Investing in energy can provide decades of passive income and strong ROI potential.
Despite current lower oil pricing, direct participation in oil and gas can still be a great way for partners to potentially benefit from returns that outpace most market-based investments. But there’s more to the story than the price of oil. Improved technology and the shift to developmental, infield drilling in both proven conventional fields and unconventional shale have changed the dynamics and lowered the risk of investing. Improved success rates and smart, targeted investments in proven, producing fields with established infrastructure set the stage for strong investment performance.
As a hard asset with low correlation to stocks & bonds, energy investments could protect your portfolio from short-term market fluctuations. Direct energy investments (a portfolio with ownership in producing oil and gas properties) enjoy low correlation with other traditional asset classes and generally positive correlation with inflation. As a diversification strategy, a portfolio with ownership in such an investment may provide a buffer against fluctuating market conditions and inflation movements.

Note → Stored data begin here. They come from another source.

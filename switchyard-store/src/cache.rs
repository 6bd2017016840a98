//! TTL-bound model catalog cache.
//!
//! Maps provider -> discovered model list with a per-entry time-to-live.
//! The full cache is rewritten to a JSON file on every mutation, before the
//! mutating call returns, so a successful catalog fetch survives a crash.

use chrono::{DateTime, Duration, Utc};
use serde::{Deserialize, Serialize};
use std::collections::HashMap;
use std::path::PathBuf;
use tokio::sync::RwLock;
use tracing::{debug, info, warn};

use switchyard_core::{ModelDescriptor, ProviderId};

use crate::config::CacheConfig;
use crate::persistence::{load_json, save_json};

// ============================================================================
// Persisted Shape
// ============================================================================

/// One cached catalog with its fetch timestamp.
#[derive(Debug, Clone, Serialize, Deserialize)]
struct CacheEntry {
    models: Vec<ModelDescriptor>,
    cached_at: DateTime<Utc>,
}

/// On-disk cache file shape.
#[derive(Debug, Default, Serialize, Deserialize)]
struct CacheFile {
    last_updated: Option<DateTime<Utc>>,
    providers: HashMap<ProviderId, CacheEntry>,
}

// ============================================================================
// Cache Info
// ============================================================================

/// Read-only cache diagnostics.
#[derive(Debug, Clone, Serialize, Deserialize)]
pub struct CacheInfo {
    /// Whether caching is enabled.
    pub enabled: bool,
    /// Entry time-to-live in hours.
    pub ttl_hours: u32,
    /// Most recent entry timestamp.
    pub last_updated: Option<DateTime<Utc>>,
    /// True when no live (unexpired) entry remains.
    pub is_expired: bool,
    /// Number of providers with an entry.
    pub provider_count: usize,
    /// Total models across all entries.
    pub total_model_count: usize,
}

// ============================================================================
// Model Cache
// ============================================================================

/// TTL-governed store of discovered model catalogs.
pub struct ModelCache {
    inner: RwLock<HashMap<ProviderId, CacheEntry>>,
    path: PathBuf,
    enabled: bool,
    ttl_hours: u32,
}

impl ModelCache {
    /// Loads the cache from its configured file.
    ///
    /// Never fails: a missing or corrupt file (or the force-refresh flag)
    /// starts the cache empty, so every first read is a miss.
    pub async fn load(config: &CacheConfig) -> Self {
        let mut entries = HashMap::new();

        if config.enabled && !config.force_refresh_on_startup {
            match load_json::<CacheFile>(&config.cache_file).await {
                Ok(file) => {
                    entries = file.providers;
                    info!(
                        path = %config.cache_file.display(),
                        providers = entries.len(),
                        "Loaded model cache"
                    );
                }
                Err(e) => {
                    if config.cache_file.exists() {
                        warn!(path = %config.cache_file.display(), error = %e, "Failed to load model cache, starting empty");
                    } else {
                        debug!(path = %config.cache_file.display(), "No model cache file, starting empty");
                    }
                }
            }
        } else if config.force_refresh_on_startup {
            debug!("Force refresh on startup set, discarding persisted cache");
        }

        Self {
            inner: RwLock::new(entries),
            path: config.cache_file.clone(),
            enabled: config.enabled,
            ttl_hours: config.ttl_hours,
        }
    }

    fn is_entry_live(&self, entry: &CacheEntry, now: DateTime<Utc>) -> bool {
        entry.cached_at + Duration::hours(i64::from(self.ttl_hours)) > now
    }

    /// Returns the cached model list for a provider, or `None` when caching
    /// is disabled, the entry is absent, or its TTL has elapsed.
    pub async fn get(&self, provider: ProviderId) -> Option<Vec<ModelDescriptor>> {
        if !self.enabled {
            return None;
        }
        let now = Utc::now();
        let inner = self.inner.read().await;
        let entry = inner.get(&provider)?;
        if self.is_entry_live(entry, now) {
            Some(entry.models.clone())
        } else {
            debug!(provider = %provider, "Cache entry expired");
            None
        }
    }

    /// Replaces a provider's entry and persists the full cache before
    /// returning. Persistence failures are logged and non-fatal.
    pub async fn put(&self, provider: ProviderId, models: Vec<ModelDescriptor>) {
        if !self.enabled {
            return;
        }
        let mut inner = self.inner.write().await;
        debug!(provider = %provider, models = models.len(), "Caching model catalog");
        inner.insert(
            provider,
            CacheEntry {
                models,
                cached_at: Utc::now(),
            },
        );
        self.persist(&inner).await;
    }

    /// Removes one provider's entry, or every entry when `provider` is
    /// `None`, then persists.
    pub async fn invalidate(&self, provider: Option<ProviderId>) {
        let mut inner = self.inner.write().await;
        match provider {
            Some(p) => {
                inner.remove(&p);
                debug!(provider = %p, "Invalidated cache entry");
            }
            None => {
                inner.clear();
                debug!("Invalidated entire model cache");
            }
        }
        self.persist(&inner).await;
    }

    /// Returns cache diagnostics.
    pub async fn info(&self) -> CacheInfo {
        let now = Utc::now();
        let inner = self.inner.read().await;
        let last_updated = inner.values().map(|e| e.cached_at).max();
        let is_expired = !inner.values().any(|e| self.is_entry_live(e, now));

        CacheInfo {
            enabled: self.enabled,
            ttl_hours: self.ttl_hours,
            last_updated,
            is_expired,
            provider_count: inner.len(),
            total_model_count: inner.values().map(|e| e.models.len()).sum(),
        }
    }

    async fn persist(&self, entries: &HashMap<ProviderId, CacheEntry>) {
        let file = CacheFile {
            last_updated: entries.values().map(|e| e.cached_at).max(),
            providers: entries.clone(),
        };
        if let Err(e) = save_json(&self.path, &file).await {
            warn!(path = %self.path.display(), error = %e, "Failed to persist model cache");
        }
    }

    /// Backdates an entry's fetch timestamp, for tests that need to step
    /// past the TTL without sleeping.
    #[cfg(test)]
    async fn backdate(&self, provider: ProviderId, cached_at: DateTime<Utc>) {
        let mut inner = self.inner.write().await;
        if let Some(entry) = inner.get_mut(&provider) {
            entry.cached_at = cached_at;
        }
    }
}

// ============================================================================
// Tests
// ============================================================================

#[cfg(test)]
mod tests {
    use super::*;

    fn test_config(dir: &tempfile::TempDir) -> CacheConfig {
        CacheConfig {
            cache_file: dir.path().join("models_cache.json"),
            ttl_hours: 1,
            ..CacheConfig::default()
        }
    }

    fn models(ids: &[&str]) -> Vec<ModelDescriptor> {
        ids.iter().map(|id| ModelDescriptor::new(*id, *id)).collect()
    }

    #[tokio::test]
    async fn test_put_then_get_round_trips() {
        let dir = tempfile::tempdir().unwrap();
        let cache = ModelCache::load(&test_config(&dir)).await;

        cache.put(ProviderId::OpenAi, models(&["m1", "m2"])).await;
        let got = cache.get(ProviderId::OpenAi).await.unwrap();
        assert_eq!(got.len(), 2);
        assert_eq!(got[0].id, "m1");
    }

    #[tokio::test]
    async fn test_get_after_ttl_elapses_misses() {
        let dir = tempfile::tempdir().unwrap();
        let cache = ModelCache::load(&test_config(&dir)).await;

        cache.put(ProviderId::OpenAi, models(&["m1"])).await;

        // 30 minutes in: still live.
        cache
            .backdate(ProviderId::OpenAi, Utc::now() - Duration::minutes(30))
            .await;
        assert!(cache.get(ProviderId::OpenAi).await.is_some());

        // 61 minutes in: expired.
        cache
            .backdate(ProviderId::OpenAi, Utc::now() - Duration::minutes(61))
            .await;
        assert!(cache.get(ProviderId::OpenAi).await.is_none());
    }

    #[tokio::test]
    async fn test_invalidate_single_provider_only() {
        let dir = tempfile::tempdir().unwrap();
        let cache = ModelCache::load(&test_config(&dir)).await;

        cache.put(ProviderId::OpenAi, models(&["m1"])).await;
        cache.put(ProviderId::Gemini, models(&["g1"])).await;

        cache.invalidate(Some(ProviderId::OpenAi)).await;
        assert!(cache.get(ProviderId::OpenAi).await.is_none());
        assert!(cache.get(ProviderId::Gemini).await.is_some());

        cache.invalidate(None).await;
        assert!(cache.get(ProviderId::Gemini).await.is_none());
    }

    #[tokio::test]
    async fn test_disabled_cache_always_misses() {
        let dir = tempfile::tempdir().unwrap();
        let config = CacheConfig {
            enabled: false,
            ..test_config(&dir)
        };
        let cache = ModelCache::load(&config).await;

        cache.put(ProviderId::OpenAi, models(&["m1"])).await;
        assert!(cache.get(ProviderId::OpenAi).await.is_none());
    }

    #[tokio::test]
    async fn test_persists_across_reload() {
        let dir = tempfile::tempdir().unwrap();
        let config = test_config(&dir);
        {
            let cache = ModelCache::load(&config).await;
            cache.put(ProviderId::OpenAi, models(&["m1"])).await;
        }

        let cache = ModelCache::load(&config).await;
        let got = cache.get(ProviderId::OpenAi).await.unwrap();
        assert_eq!(got[0].id, "m1");
    }

    #[tokio::test]
    async fn test_force_refresh_on_startup_discards_entries() {
        let dir = tempfile::tempdir().unwrap();
        let config = test_config(&dir);
        {
            let cache = ModelCache::load(&config).await;
            cache.put(ProviderId::OpenAi, models(&["m1"])).await;
        }

        let forced = CacheConfig {
            force_refresh_on_startup: true,
            ..config
        };
        let cache = ModelCache::load(&forced).await;
        assert!(cache.get(ProviderId::OpenAi).await.is_none());

        // Entries written after startup are readable as usual.
        cache.put(ProviderId::OpenAi, models(&["m2"])).await;
        assert!(cache.get(ProviderId::OpenAi).await.is_some());
    }

    #[tokio::test]
    async fn test_info_reports_counts_and_expiry() {
        let dir = tempfile::tempdir().unwrap();
        let cache = ModelCache::load(&test_config(&dir)).await;

        let info = cache.info().await;
        assert!(info.is_expired);
        assert_eq!(info.provider_count, 0);

        cache.put(ProviderId::OpenAi, models(&["m1", "m2"])).await;
        cache.put(ProviderId::Gemini, models(&["g1"])).await;

        let info = cache.info().await;
        assert!(info.enabled);
        assert!(!info.is_expired);
        assert_eq!(info.ttl_hours, 1);
        assert_eq!(info.provider_count, 2);
        assert_eq!(info.total_model_count, 3);
        assert!(info.last_updated.is_some());
    }
}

Oil and gas projects offer some of the most attractive tax incentives for investments. The IRS provides tax incentives to encourage private investments in domestic oil and gas production. For drilling program investments, approximately 60-80% of good costs may be fully deductible in year one as intangible drilling costs. The remaining amount is categorized as tangible costs and maybe depreciated over time (generally between 5 to 7 years). In addition, 15% of a property’s gross cash flow is tax-free in the form of a depletion allowance. An additional cost depletion allowance allows for 100% deduction of property lease costs, sales expenses, legal and administrative-accounting expenses.
Why now is the time to invest in oil
While direct energy investments offer many advantages, they are not without risk. The following provides a brief overview of the uncertainties involved in oil and gas investing. Prospective partners should consult their attorney, accountant, and financial advisors before investing.
Commodities Pricing – Over the past four years oil prices have touched near historic highs and flirted with sub-$30 lows; Oil prices are expected to continue to fluctuate in the future.
Drilling & Completion – Drilling projects are complex with multiple moving parts. A myriad of issues including delays, equipment repairs can and will arise. There are no guarantees that any product will be achieved once a well has been drilled.
Well, Production – Producing wells rely on mechanical equipment that requires regular maintenance and repairs. Production levels can vary each month and will decline throughout a well’s life. In addition, Acts of God or natural disasters may cause temporary or permanent loss of production.
Investment Liquidity – Ownership in oil and gas wells should be viewed as a long-term commitment.
Tax & Regulatory Changes – Oil & gas operations are subject to extensive and changing regulation including taxation, environmental regulation, and energy regulations.